Higher-dimensional weak amenability
Volume 123 / 1997
Abstract
Bade, Curtis and Dales have introduced the idea of weak amenability. A commutative Banach algebra A is weakly amenable if there are no non-zero continuous derivations from A to A*. We extend this by defining an alternating n-derivation to be an alternating n-linear map from A to A* which is a derivation in each of its variables. Then we say that A is n-dimensionally weakly amenable if there are no non-zero continuous alternating n-derivations on A. Alternating n-derivations are the same as alternating Hochschild cocycles. Since such a cocycle is a coboundary if and only if it is 0, the alternating n-derivations form a subspace of $H^n(A,A*)$. The hereditary properties of n-dimensional weak amenability are studied; for example, if J is a closed ideal in A such that A/J is m-dimensionally weakly amenable and J is n-dimensionally weakly amenable then A is (m+n-1)-dimensionally weakly amenable.

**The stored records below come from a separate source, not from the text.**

//! Lease (comodato) endpoints

use axum::{
    extract::{Path, State},
    http::StatusCode,
    Json,
};

use crate::{
    error::AppResult,
    models::lease::{CreateLease, Lease},
};

use super::AuthenticatedUser;

/// List all leases
#[utoipa::path(
    get,
    path = "/leases",
    tag = "leases",
    security(("bearer_auth" = [])),
    responses(
        (status = 200, description = "All leases, newest first", body = Vec<Lease>)
    )
)]
pub async fn list_leases(
    State(state): State<crate::AppState>,
    AuthenticatedUser(_claims): AuthenticatedUser,
) -> AppResult<Json<Vec<Lease>>> {
    let leases = state.services.leases.list().await?;
    Ok(Json(leases))
}

/// Get a lease by id
#[utoipa::path(
    get,
    path = "/leases/{id}",
    tag = "leases",
    security(("bearer_auth" = [])),
    params(
        ("id" = i32, Path, description = "Lease ID")
    ),
    responses(
        (status = 200, description = "Lease", body = Lease),
        (status = 404, description = "Lease not found")
    )
)]
pub async fn get_lease(
    State(state): State<crate::AppState>,
    AuthenticatedUser(_claims): AuthenticatedUser,
    Path(id): Path<i32>,
) -> AppResult<Json<Lease>> {
    let lease = state.services.leases.get(id).await?;
    Ok(Json(lease))
}

/// Register a new lease contract
#[utoipa::path(
    post,
    path = "/leases",
    tag = "leases",
    security(("bearer_auth" = [])),
    request_body = CreateLease,
    responses(
        (status = 201, description = "Lease created", body = Lease),
        (status = 400, description = "Invalid tax id, payload or total price"),
        (status = 409, description = "Contract code already registered")
    )
)]
pub async fn create_lease(
    State(state): State<crate::AppState>,
    AuthenticatedUser(claims): AuthenticatedUser,
    Json(request): Json<CreateLease>,
) -> AppResult<(StatusCode, Json<Lease>)> {
    let lease = state.services.leases.create(claims.user_id, request).await?;
    Ok((StatusCode::CREATED, Json(lease)))
}
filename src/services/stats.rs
//! Statistics service for the dashboard and reports screens

use crate::{
    api::stats::{DashboardResponse, ReportsResponse},
    error::AppResult,
    format,
    models::notebook::NotebookStatus,
    repository::Repository,
};

const UPCOMING_RETURNS: i64 = 5;

#[derive(Clone)]
pub struct StatsService {
    repository: Repository,
}

impl StatsService {
    pub fn new(repository: Repository) -> Self {
        Self { repository }
    }

    /// Landing-page counters plus the next due returns
    pub async fn dashboard(&self) -> AppResult<DashboardResponse> {
        let total_clients = self.repository.clients.count().await?;
        let total_notebooks = self.repository.notebooks.count().await?;
        let active_loans = self.repository.loans.count_active().await?;
        let overdue_loans = self.repository.loans.count_overdue().await?;
        let upcoming_returns = self
            .repository
            .loans
            .upcoming_returns(UPCOMING_RETURNS)
            .await?;
        let total_leases = self.repository.leases.count().await?;
        let leases_total_value = self.repository.leases.total_value().await?;

        Ok(DashboardResponse {
            total_clients,
            total_notebooks,
            active_loans,
            overdue_loans,
            upcoming_returns,
            total_leases,
            leases_total_display: format::format_amount(leases_total_value),
            leases_total_value,
        })
    }

    /// Monthly activity report
    pub async fn reports(&self) -> AppResult<ReportsResponse> {
        let pool = &self.repository.pool;

        let loans_this_month: i64 = sqlx::query_scalar(
            "SELECT COUNT(*) FROM loans WHERE loan_date >= DATE_TRUNC('month', NOW())",
        )
        .fetch_one(pool)
        .await?;

        let clients_with_active_loans: i64 = sqlx::query_scalar(
            "SELECT COUNT(DISTINCT client_id) FROM loans WHERE status = 'active'",
        )
        .fetch_one(pool)
        .await?;

        let notebooks_loaned = self
            .repository
            .notebooks
            .count_by_status(NotebookStatus::Loaned)
            .await?;
        let total_leases = self.repository.leases.count().await?;
        let leases_total_value = self.repository.leases.total_value().await?;

        Ok(ReportsResponse {
            loans_this_month,
            clients_with_active_loans,
            notebooks_loaned,
            total_leases,
            leases_total_display: format::format_amount(leases_total_value),
            leases_total_value,
        })
    }
}
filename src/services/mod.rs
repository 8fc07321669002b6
//! Business logic services

pub mod audit;
pub mod clients;
pub mod leases;
pub mod loans;
pub mod notebooks;
pub mod stats;
pub mod users;

use crate::{config::AuthConfig, repository::Repository};

/// Container for all services
#[derive(Clone)]
pub struct Services {
    pub clients: clients::ClientsService,
    pub notebooks: notebooks::NotebooksService,
    pub loans: loans::LoansService,
    pub leases: leases::LeasesService,
    pub users: users::UsersService,
    pub stats: stats::StatsService,
    pub audit: audit::AuditService,
}

impl Services {
    /// Create all services with the given repository
    pub fn new(repository: Repository, auth_config: AuthConfig) -> Self {
        Self {
            clients: clients::ClientsService::new(repository.clone()),
            notebooks: notebooks::NotebooksService::new(repository.clone()),
            loans: loans::LoansService::new(repository.clone()),
            leases: leases::LeasesService::new(repository.clone()),
            users: users::UsersService::new(repository.clone(), auth_config),
            stats: stats::StatsService::new(repository.clone()),
            audit: audit::AuditService::new(repository),
        }
    }
}
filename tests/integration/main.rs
mod api_tests;
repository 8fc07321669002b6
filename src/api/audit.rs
//! Audit trail endpoints

use axum::{
    extract::{Query, State},
    Json,
};

use crate::{
    error::AppResult,
    models::audit::{AuditEntry, AuditQuery},
};

use super::AuthenticatedUser;

/// List recent audit entries (admins only)
#[utoipa::path(
    get,
    path = "/audit",
    tag = "audit",
    security(("bearer_auth" = [])),
    params(AuditQuery),
    responses(
        (status = 200, description = "Recent audit entries", body = Vec<AuditEntry>),
        (status = 403, description = "Administrator privileges required")
    )
)]
pub async fn list_audit(
    State(state): State<crate::AppState>,
    AuthenticatedUser(claims): AuthenticatedUser,
    Query(query): Query<AuditQuery>,
) -> AppResult<Json<Vec<AuditEntry>>> {
    claims.require_admin()?;

    let entries = state.services.audit.list(query.limit).await?;
    Ok(Json(entries))
}
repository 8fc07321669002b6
//! Audit trail repository

use sqlx::{Pool, Postgres};

use crate::{error::AppResult, models::audit::AuditEntry};

#[derive(Clone)]
pub struct AuditRepository {
    pool: Pool<Postgres>,
}

impl AuditRepository {
    pub fn new(pool: Pool<Postgres>) -> Self {
        Self { pool }
    }

    /// Append one entry to the trail
    pub async fn record(
        &self,
        user_id: i32,
        action: &str,
        entity: &str,
        entity_id: Option<i32>,
        detail: Option<&str>,
    ) -> AppResult<()> {
        sqlx::query(
            r#"
            INSERT INTO audit_log (user_id, action, entity, entity_id, detail)
            VALUES ($1, $2, $3, $4, $5)
            "#,
        )
        .bind(user_id)
        .bind(action)
        .bind(entity)
        .bind(entity_id)
        .bind(detail)
        .execute(&self.pool)
        .await?;
        Ok(())
    }

    /// Most recent entries first
    pub async fn list(&self, limit: i64) -> AppResult<Vec<AuditEntry>> {
        let entries = sqlx::query_as::<_, AuditEntry>(
            r#"
            SELECT a.id, a.user_id, u.name AS user_name, a.action, a.entity,
                   a.entity_id, a.detail, a.created_at
            FROM audit_log a
            LEFT JOIN users u ON a.user_id = u.id
            ORDER BY a.created_at DESC, a.id DESC
            LIMIT $1
            "#,
        )
        .bind(limit)
        .fetch_all(&self.pool)
        .await?;
        Ok(entries)
    }
}
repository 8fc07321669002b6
//! Authentication endpoints

use axum::{extract::State, Json};
use serde::{Deserialize, Serialize};
use utoipa::ToSchema;

use crate::{
    error::AppResult,
    models::user::{Role, User},
};

use super::AuthenticatedUser;

/// Login request
#[derive(Deserialize, ToSchema)]
pub struct LoginRequest {
    pub login: String,
    pub password: String,
}

/// Login response with bearer token
#[derive(Serialize, ToSchema)]
pub struct LoginResponse {
    pub token: String,
    pub token_type: String,
    pub user: UserInfo,
}

/// Public view of an authenticated user
#[derive(Serialize, ToSchema)]
pub struct UserInfo {
    pub id: i32,
    pub name: String,
    pub login: String,
    pub role: Role,
}

impl From<User> for UserInfo {
    fn from(user: User) -> Self {
        Self {
            id: user.id,
            name: user.name,
            login: user.login,
            role: user.role,
        }
    }
}

/// Authenticate with login and password
#[utoipa::path(
    post,
    path = "/auth/login",
    tag = "auth",
    request_body = LoginRequest,
    responses(
        (status = 200, description = "Authenticated", body = LoginResponse),
        (status = 401, description = "Invalid credentials")
    )
)]
pub async fn login(
    State(state): State<crate::AppState>,
    Json(request): Json<LoginRequest>,
) -> AppResult<Json<LoginResponse>> {
    let (token, user) = state
        .services
        .users
        .authenticate(&request.login, &request.password)
        .await?;

    Ok(Json(LoginResponse {
        token,
        token_type: "Bearer".to_string(),
        user: user.into(),
    }))
}

/// Get the currently authenticated user
#[utoipa::path(
    get,
    path = "/auth/me",
    tag = "auth",
    security(("bearer_auth" = [])),
    responses(
        (status = 200, description = "Current user", body = UserInfo),
        (status = 401, description = "Not authenticated")
    )
)]
pub async fn me(
    State(state): State<crate::AppState>,
    AuthenticatedUser(claims): AuthenticatedUser,
) -> AppResult<Json<UserInfo>> {
    let user = state.services.users.get_user(claims.user_id).await?;
    Ok(Json(user.into()))
}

Results of Bade, Curtis and Dales are extended to n-dimensional weak amenability. If A is generated by n elements then it is (n+1)-dimensionally weakly amenable. If A contains enough regular elements a with $∥a^m∥ = o(m^{n/(n+1)})$ as m → ±∞ then A is n-dimensionally weakly amenable. It follows that if A is the algebra $lip_α(X)$ of Lipschitz functions on the metric space X and α < n/(n+1) then A is n-dimensionally weakly amenable. When X is the product of n copies of the circle then A is n-dimensionally weakly amenable if and only if α < n/(n+1).